What you will do: From the listing below, copy each line that contains the word "Decimal".

Material for this exercise:
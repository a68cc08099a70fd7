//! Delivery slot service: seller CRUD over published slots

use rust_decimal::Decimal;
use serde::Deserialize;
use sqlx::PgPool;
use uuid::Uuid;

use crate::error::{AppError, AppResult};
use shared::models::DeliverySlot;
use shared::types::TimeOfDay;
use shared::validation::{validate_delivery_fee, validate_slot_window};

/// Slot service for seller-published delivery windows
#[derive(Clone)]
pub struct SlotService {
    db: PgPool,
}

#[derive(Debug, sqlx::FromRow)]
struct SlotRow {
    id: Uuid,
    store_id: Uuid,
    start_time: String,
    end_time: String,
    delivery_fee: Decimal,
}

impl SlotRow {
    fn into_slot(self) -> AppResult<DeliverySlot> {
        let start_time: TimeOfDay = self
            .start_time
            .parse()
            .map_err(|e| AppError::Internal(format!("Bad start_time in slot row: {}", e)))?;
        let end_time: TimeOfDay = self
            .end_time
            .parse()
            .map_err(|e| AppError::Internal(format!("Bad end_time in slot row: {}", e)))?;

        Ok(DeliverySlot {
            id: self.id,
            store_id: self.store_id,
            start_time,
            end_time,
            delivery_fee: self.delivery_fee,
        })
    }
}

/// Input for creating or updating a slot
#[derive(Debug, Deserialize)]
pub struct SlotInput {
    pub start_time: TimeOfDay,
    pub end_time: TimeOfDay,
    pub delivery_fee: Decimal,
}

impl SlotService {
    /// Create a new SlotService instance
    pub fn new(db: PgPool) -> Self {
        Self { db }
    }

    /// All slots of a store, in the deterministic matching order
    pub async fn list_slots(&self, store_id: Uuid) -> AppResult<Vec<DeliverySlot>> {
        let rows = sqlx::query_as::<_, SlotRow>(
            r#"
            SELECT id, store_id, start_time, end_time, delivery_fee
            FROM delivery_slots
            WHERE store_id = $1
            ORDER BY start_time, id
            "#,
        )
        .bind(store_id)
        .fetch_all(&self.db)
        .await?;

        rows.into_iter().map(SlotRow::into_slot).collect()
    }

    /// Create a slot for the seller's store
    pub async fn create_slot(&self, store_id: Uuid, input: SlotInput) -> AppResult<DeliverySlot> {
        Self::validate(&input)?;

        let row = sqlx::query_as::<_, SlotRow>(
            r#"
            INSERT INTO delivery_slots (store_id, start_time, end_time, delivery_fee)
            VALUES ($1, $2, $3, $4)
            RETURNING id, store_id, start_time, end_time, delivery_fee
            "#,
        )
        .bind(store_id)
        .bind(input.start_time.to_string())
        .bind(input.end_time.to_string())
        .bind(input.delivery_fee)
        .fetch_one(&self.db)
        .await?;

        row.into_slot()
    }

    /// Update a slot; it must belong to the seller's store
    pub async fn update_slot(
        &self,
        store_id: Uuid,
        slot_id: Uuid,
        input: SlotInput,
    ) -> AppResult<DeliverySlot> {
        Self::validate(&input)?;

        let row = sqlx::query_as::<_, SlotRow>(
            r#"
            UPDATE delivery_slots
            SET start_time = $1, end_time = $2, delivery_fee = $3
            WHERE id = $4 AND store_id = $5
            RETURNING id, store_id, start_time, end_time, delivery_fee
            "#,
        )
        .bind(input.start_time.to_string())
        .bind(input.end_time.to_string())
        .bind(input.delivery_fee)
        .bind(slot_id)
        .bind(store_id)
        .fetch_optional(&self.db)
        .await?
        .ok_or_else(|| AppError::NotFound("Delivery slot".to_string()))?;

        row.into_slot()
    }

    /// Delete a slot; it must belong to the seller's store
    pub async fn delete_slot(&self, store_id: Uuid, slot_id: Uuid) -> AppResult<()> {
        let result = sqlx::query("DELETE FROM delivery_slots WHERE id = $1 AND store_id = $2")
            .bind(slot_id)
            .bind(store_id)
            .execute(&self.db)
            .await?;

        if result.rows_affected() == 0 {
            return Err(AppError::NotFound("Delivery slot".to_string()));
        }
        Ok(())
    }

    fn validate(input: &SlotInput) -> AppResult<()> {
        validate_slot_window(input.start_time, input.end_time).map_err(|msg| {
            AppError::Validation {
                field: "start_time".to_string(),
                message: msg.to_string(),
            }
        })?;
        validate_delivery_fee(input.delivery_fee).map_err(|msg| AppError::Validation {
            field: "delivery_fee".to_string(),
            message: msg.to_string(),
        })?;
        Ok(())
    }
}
==
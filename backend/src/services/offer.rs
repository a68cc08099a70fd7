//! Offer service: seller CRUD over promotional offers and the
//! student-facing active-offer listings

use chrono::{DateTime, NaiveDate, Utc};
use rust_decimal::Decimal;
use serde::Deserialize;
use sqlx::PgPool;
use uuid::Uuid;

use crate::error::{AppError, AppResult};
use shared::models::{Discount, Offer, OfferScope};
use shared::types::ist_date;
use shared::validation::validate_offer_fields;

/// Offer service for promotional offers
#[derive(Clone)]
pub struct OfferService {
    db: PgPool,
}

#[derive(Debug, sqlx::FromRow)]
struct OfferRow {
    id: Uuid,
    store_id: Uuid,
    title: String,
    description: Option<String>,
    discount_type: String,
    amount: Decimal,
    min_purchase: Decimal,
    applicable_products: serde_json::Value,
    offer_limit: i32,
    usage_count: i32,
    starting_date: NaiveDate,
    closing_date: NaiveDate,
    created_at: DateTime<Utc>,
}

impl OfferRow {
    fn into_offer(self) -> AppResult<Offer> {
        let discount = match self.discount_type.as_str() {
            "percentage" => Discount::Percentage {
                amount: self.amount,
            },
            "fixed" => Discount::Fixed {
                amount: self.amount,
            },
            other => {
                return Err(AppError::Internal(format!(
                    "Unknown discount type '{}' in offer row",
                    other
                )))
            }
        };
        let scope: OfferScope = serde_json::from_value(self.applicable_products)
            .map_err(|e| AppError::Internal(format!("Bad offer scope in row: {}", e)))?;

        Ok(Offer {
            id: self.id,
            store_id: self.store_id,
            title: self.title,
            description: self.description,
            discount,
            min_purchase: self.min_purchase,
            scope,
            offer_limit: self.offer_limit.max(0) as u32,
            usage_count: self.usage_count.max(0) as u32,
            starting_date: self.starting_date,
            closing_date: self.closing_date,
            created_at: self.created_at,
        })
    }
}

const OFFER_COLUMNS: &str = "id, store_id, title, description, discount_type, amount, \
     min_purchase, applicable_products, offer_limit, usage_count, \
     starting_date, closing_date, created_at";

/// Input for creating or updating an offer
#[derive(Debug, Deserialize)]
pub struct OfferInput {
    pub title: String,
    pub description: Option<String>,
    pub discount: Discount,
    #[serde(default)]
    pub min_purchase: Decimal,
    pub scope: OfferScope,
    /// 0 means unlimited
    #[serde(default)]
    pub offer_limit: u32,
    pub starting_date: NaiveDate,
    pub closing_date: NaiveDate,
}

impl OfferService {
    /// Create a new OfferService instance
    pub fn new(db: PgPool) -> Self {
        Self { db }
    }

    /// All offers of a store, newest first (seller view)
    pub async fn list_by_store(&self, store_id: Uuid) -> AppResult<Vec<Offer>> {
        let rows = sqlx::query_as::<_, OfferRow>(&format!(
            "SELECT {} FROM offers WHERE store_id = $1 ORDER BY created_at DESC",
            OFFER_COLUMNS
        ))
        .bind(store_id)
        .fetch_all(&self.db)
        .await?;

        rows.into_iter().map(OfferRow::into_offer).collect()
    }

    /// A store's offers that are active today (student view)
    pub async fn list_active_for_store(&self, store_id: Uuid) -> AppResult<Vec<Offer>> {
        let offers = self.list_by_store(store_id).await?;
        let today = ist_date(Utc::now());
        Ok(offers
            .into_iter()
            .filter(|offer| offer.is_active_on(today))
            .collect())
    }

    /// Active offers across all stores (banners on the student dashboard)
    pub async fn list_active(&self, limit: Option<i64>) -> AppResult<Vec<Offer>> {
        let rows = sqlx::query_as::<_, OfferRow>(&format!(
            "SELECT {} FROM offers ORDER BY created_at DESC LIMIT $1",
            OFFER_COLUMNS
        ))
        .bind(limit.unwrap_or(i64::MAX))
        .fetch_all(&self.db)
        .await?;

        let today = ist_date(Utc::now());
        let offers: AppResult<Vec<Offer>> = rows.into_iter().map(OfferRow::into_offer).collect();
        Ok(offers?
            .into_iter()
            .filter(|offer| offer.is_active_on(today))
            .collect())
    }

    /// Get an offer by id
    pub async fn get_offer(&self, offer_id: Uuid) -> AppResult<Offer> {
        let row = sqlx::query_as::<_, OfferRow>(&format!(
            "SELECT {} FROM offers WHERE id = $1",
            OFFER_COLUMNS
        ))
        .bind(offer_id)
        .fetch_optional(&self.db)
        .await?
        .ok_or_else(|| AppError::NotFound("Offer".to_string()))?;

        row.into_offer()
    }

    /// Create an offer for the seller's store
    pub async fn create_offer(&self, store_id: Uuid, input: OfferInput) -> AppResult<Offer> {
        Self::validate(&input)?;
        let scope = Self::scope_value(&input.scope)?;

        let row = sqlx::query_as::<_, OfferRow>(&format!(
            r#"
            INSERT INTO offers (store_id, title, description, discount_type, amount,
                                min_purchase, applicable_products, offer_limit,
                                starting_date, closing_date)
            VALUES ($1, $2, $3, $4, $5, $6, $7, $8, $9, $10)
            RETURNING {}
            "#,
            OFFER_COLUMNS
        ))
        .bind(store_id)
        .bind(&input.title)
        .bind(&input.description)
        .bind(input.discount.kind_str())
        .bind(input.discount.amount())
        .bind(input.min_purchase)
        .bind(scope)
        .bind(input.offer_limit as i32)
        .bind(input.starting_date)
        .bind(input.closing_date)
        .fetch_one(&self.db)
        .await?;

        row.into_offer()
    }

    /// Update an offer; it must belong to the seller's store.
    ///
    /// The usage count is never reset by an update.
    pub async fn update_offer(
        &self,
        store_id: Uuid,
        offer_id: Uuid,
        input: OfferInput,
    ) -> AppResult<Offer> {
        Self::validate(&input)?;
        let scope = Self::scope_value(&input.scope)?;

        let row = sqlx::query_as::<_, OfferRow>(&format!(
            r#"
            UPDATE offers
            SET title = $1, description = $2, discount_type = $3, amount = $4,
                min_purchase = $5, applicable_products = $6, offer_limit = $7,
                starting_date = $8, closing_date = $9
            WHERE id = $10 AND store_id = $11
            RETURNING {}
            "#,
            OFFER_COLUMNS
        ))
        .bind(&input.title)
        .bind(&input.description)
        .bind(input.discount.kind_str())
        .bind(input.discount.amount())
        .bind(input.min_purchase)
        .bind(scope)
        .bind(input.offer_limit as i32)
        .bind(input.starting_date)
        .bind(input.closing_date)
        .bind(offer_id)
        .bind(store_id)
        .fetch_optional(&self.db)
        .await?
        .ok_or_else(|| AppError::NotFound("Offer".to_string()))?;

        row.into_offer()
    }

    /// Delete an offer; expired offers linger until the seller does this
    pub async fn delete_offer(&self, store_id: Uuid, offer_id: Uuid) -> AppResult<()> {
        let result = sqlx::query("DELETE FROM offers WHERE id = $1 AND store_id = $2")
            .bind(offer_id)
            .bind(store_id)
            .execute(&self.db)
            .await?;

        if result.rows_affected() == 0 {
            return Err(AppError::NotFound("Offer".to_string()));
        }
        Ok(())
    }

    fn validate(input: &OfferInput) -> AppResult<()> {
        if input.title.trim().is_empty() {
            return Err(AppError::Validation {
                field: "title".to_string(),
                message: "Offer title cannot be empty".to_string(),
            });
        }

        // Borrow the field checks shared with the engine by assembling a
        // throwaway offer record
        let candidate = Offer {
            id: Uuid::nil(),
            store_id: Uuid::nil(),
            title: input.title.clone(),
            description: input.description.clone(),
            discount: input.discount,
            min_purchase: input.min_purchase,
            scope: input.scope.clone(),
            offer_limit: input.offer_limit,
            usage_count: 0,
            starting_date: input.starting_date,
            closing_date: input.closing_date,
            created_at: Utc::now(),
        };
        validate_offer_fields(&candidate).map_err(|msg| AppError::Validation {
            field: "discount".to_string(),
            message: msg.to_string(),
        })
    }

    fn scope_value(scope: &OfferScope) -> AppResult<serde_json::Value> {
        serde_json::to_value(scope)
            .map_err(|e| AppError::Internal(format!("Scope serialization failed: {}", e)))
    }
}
==
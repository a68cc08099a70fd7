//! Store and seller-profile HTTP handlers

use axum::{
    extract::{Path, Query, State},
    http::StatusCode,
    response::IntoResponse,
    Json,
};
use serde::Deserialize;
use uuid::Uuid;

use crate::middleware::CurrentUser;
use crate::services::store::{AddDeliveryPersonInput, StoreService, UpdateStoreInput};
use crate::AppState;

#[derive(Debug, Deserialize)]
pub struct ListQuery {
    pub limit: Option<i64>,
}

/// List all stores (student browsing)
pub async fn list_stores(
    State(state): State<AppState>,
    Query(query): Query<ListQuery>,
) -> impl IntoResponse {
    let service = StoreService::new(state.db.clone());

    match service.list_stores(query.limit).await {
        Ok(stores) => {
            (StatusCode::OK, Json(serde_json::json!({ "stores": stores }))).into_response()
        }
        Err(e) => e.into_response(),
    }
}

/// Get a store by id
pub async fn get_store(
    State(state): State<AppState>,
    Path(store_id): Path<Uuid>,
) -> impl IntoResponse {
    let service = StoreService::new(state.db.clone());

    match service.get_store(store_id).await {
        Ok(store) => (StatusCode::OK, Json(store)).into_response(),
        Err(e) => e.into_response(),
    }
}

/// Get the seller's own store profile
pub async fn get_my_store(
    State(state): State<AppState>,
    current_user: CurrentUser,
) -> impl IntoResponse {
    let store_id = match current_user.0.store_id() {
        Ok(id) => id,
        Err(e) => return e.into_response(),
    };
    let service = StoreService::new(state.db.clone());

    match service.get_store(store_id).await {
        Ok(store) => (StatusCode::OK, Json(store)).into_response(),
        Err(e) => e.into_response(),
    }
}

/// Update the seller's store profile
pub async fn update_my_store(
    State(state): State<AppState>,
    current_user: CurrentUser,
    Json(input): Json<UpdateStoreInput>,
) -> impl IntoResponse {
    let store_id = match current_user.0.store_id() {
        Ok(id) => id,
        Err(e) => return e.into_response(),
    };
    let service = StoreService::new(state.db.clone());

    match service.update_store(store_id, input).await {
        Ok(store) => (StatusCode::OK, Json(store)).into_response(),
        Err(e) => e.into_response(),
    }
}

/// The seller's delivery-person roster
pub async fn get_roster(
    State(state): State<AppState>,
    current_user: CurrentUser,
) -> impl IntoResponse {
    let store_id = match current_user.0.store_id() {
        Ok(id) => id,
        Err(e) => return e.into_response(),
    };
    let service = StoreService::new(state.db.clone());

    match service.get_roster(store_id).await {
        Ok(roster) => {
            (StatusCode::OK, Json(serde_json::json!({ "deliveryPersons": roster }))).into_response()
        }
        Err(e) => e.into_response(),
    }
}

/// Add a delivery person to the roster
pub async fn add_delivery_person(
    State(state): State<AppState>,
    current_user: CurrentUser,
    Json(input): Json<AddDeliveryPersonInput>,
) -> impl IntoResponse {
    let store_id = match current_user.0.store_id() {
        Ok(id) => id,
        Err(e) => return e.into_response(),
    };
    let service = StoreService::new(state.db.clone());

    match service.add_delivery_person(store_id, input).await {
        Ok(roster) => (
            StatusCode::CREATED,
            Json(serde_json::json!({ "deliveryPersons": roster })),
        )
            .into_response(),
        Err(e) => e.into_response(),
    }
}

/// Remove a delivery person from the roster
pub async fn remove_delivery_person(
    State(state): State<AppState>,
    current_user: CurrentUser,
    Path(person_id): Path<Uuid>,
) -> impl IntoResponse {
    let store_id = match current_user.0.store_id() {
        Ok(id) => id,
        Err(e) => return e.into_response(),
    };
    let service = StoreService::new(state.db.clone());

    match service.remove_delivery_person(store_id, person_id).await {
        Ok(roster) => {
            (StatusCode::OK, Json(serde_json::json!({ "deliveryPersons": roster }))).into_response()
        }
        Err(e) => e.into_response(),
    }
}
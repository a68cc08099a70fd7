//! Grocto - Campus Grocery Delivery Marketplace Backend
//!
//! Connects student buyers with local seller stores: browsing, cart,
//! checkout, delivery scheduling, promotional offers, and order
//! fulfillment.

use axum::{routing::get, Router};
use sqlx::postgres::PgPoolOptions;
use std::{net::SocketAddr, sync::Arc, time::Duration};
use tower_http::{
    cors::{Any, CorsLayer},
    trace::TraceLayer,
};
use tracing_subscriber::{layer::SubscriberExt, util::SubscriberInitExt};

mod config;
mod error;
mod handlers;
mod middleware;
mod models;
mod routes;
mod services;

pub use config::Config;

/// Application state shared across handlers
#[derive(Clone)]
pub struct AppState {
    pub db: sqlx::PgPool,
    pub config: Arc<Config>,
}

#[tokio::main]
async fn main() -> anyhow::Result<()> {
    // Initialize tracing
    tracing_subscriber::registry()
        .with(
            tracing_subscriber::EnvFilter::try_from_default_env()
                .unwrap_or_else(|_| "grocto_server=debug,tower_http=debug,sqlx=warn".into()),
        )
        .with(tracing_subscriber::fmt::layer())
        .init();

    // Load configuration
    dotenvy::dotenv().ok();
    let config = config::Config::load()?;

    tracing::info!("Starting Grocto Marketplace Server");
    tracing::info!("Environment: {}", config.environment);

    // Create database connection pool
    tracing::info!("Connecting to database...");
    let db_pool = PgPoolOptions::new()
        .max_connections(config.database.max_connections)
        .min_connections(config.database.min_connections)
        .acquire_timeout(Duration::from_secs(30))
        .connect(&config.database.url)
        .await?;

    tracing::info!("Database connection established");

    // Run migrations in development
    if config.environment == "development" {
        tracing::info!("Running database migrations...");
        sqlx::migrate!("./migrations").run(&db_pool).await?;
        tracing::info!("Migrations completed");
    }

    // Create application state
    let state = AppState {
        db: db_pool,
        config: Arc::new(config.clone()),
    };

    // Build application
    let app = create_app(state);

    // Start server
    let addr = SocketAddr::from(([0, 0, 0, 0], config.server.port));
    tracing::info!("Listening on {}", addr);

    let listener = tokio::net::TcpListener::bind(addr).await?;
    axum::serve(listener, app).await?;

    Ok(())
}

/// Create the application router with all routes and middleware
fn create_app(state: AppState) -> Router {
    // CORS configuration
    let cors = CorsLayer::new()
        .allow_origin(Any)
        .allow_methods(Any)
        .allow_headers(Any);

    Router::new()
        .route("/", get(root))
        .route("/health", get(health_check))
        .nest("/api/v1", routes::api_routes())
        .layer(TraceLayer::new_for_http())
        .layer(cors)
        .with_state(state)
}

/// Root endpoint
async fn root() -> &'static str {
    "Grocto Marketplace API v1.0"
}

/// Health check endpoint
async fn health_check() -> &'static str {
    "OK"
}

Reply to the task:
use rust_decimal::Decimal;
    delivery_fee: Decimal,
    pub delivery_fee: Decimal,
use rust_decimal::Decimal;
    amount: Decimal,
    min_purchase: Decimal,
    pub min_purchase: Decimal,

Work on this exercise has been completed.